The total purchase price of the acquisition is based in part on
future earnings. We paid an initial $6.9 million for the
acquisition in 2002, $4.1 million during 2003,
$27.0 million in 2004 and expect to pay $33.8 million
in 2005 based on 2004 earnings. We may pay additional amounts in
the future based on the attainment of certain earnings
benchmarks through September 2007. MAG Global Financial
Products, LLC has been renamed HCC Global Financial Products,
LLC.
On December 24, 2002, we acquired all of the outstanding
shares of Manchester Dickson Holdings Limited, the parent
Company of Dickson Manchester & Company Limited, an
underwriting agency and Lloyds broker specializing in
U.K. professional indemnity products. We paid
$17.0 million as an initial amount and paid an additional
$12.3 million as final payment for the acquisition. Dickson
Manchester & Company Limiteds underwriting
operations have been renamed HCC Diversified Financial Products
Limited.
On December 31, 2002, we acquired all of the outstanding
shares of St. Paul Holdings Limited, a holding company for
a Spanish insurance company, St. Paul España, which we have
renamed HCC Europe. We paid $8.1 million for the
acquisition. HCC Europe writes surety, directors and
officers liability and professional liability insurance in
Spain and other countries in the European Union.
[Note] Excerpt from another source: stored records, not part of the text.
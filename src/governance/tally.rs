//! Member vote tally.
//!
//! Operators never count toward the member quorum, whether they vote or not.

use super::ballot::Vote;
use super::classifier::ActionClassifier;
use crate::store::{MemberStore, StoreResult};
use serde::Serialize;
use tracing::debug;

/// Counts behind the member-majority rule.
#[derive(Debug, Clone, Copy, PartialEq, Eq, Default, Serialize)]
pub struct VoteTally {
    /// Accepting votes from non-operator members.
    pub member_votes: usize,
    /// Non-operator members with status `Active`.
    pub active_members: usize,
    /// Accepting votes from operators. Reported, never counted.
    pub operator_votes: usize,
}

impl VoteTally {
    /// Count votes and active members against the current snapshot.
    ///
    /// Nothing is cached: the membership may change between calls.
    pub fn compute(votes: &[Vote], members: &MemberStore<'_>) -> StoreResult<Self> {
        let classifier = ActionClassifier::new(members);
        let mut tally = Self::default();

        for ballot in votes.iter().filter(|ballot| ballot.vote) {
            if classifier.is_operator(&ballot.member_id)? {
                tally.operator_votes += 1;
            } else {
                tally.member_votes += 1;
            }
        }

        members.for_each_member(&mut |_, record| {
            if record.is_active() && !record.is_operator() {
                tally.active_members += 1;
            }
        })?;

        debug!(
            member_votes = tally.member_votes,
            active_members = tally.active_members,
            operator_votes = tally.operator_votes,
            "computed vote tally"
        );

        Ok(tally)
    }

    /// `floor(active_members / 2)`; support must strictly exceed it.
    pub fn majority_threshold(&self) -> usize {
        self.active_members / 2
    }

    /// Strict majority of active non-operator members. A tie does not pass.
    pub fn has_majority(&self) -> bool {
        self.member_votes > self.majority_threshold()
    }
}
//! Membership snapshot files.
//!
//! A snapshot is the host's materialized view of the two governance tables,
//! stored as JSON or CBOR. Loading it yields the in-memory tables the
//! resolver reads.

use super::members::{MemberStore, MEMBERS_INFO_TABLE, MEMBER_ENCRYPTION_KEYS_TABLE};
use super::memory::InMemoryKv;
use crate::governance::member::{MemberId, MemberRecord};
use crate::serialization::{from_cbor, from_json, to_cbor, to_json, SerializationError};
use serde::{Deserialize, Serialize};
use serde_json::Value;
use std::collections::BTreeMap;
use std::path::Path;

/// On-disk encoding of a snapshot.
#[derive(Debug, Clone, Copy, PartialEq, Eq)]
pub enum SnapshotFormat {
    Json,
    Cbor,
}

impl SnapshotFormat {
    /// CBOR for `.cbor` files, JSON otherwise.
    pub fn from_path(path: &Path) -> Self {
        match path.extension().and_then(|ext| ext.to_str()) {
            Some(ext) if ext.eq_ignore_ascii_case("cbor") => Self::Cbor,
            _ => Self::Json,
        }
    }
}

/// Serializable snapshot of the membership tables.
///
/// Member info values are kept as raw JSON so that records the resolver
/// would read leniently survive a load/save cycle unchanged.
#[derive(Debug, Clone, Default, PartialEq, Serialize, Deserialize)]
pub struct StoreSnapshot {
    #[serde(default)]
    pub members_info: BTreeMap<String, Value>,

    /// Member id -> encryption public key (PEM).
    #[serde(default)]
    pub encryption_public_keys: BTreeMap<String, String>,
}

impl StoreSnapshot {
    pub fn new() -> Self {
        Self::default()
    }

    /// Add or replace a member record.
    pub fn insert_member(&mut self, id: impl Into<MemberId>, record: &MemberRecord) {
        let id: MemberId = id.into();
        self.members_info
            .insert(id.as_str().to_string(), record.to_value());
    }

    /// Register an encryption public key, marking the member as a recovery member.
    pub fn insert_encryption_key(&mut self, id: impl Into<MemberId>, pem: impl Into<String>) {
        let id: MemberId = id.into();
        self.encryption_public_keys
            .insert(id.as_str().to_string(), pem.into());
    }

    pub fn decode(bytes: &[u8], format: SnapshotFormat) -> Result<Self, SerializationError> {
        match format {
            SnapshotFormat::Json => from_json(bytes),
            SnapshotFormat::Cbor => from_cbor(bytes),
        }
    }

    pub fn encode(&self, format: SnapshotFormat) -> Result<Vec<u8>, SerializationError> {
        match format {
            SnapshotFormat::Json => to_json(self),
            SnapshotFormat::Cbor => to_cbor(self),
        }
    }

    /// Materialize the two governance tables.
    pub fn into_tables(self) -> Result<MembershipTables, SerializationError> {
        let mut info = InMemoryKv::new(MEMBERS_INFO_TABLE);
        for (id, value) in self.members_info {
            info.put(id, to_json(&value)?);
        }

        let mut encryption_keys = InMemoryKv::new(MEMBER_ENCRYPTION_KEYS_TABLE);
        for (id, pem) in self.encryption_public_keys {
            encryption_keys.put(id, pem);
        }

        Ok(MembershipTables {
            info,
            encryption_keys,
        })
    }
}

/// The member info and encryption key tables, owned.
#[derive(Debug, Clone, PartialEq, Eq)]
pub struct MembershipTables {
    pub info: InMemoryKv,
    pub encryption_keys: InMemoryKv,
}

impl Default for MembershipTables {
    fn default() -> Self {
        Self {
            info: InMemoryKv::new(MEMBERS_INFO_TABLE),
            encryption_keys: InMemoryKv::new(MEMBER_ENCRYPTION_KEYS_TABLE),
        }
    }
}

impl MembershipTables {
    /// Borrow the tables as a membership accessor.
    pub fn store(&self) -> MemberStore<'_> {
        MemberStore::new(&self.info, &self.encryption_keys)
    }
}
On July 1, 2003, we acquired all of the outstanding shares
of Covenant Underwriters Ltd. and Continental Underwriters Ltd.,
an underwriting agency and an insurance broker, respectively,
specializing in commercial marine insurance. We paid
$11.6 million and issued 314,537 shares of our common
stock in connection with the acquisition and may pay additional
amounts if certain earnings targets are reached through
December 31, 2006. We expect to pay $2.1 million in
2005 based on 2004 earnings.
On January 31, 2004, we acquired all of the shares of
Surety Associates Holding Co., Inc., the parent company of
American Contractors Indemnity Company, a California-domiciled
surety company specializing in court, specialty contract,
license and permit bonds. We paid $46.8 million for the
acquisition. American Contractors Indemnity Company now operates
with our other surety operations as part of our HCC Surety Group.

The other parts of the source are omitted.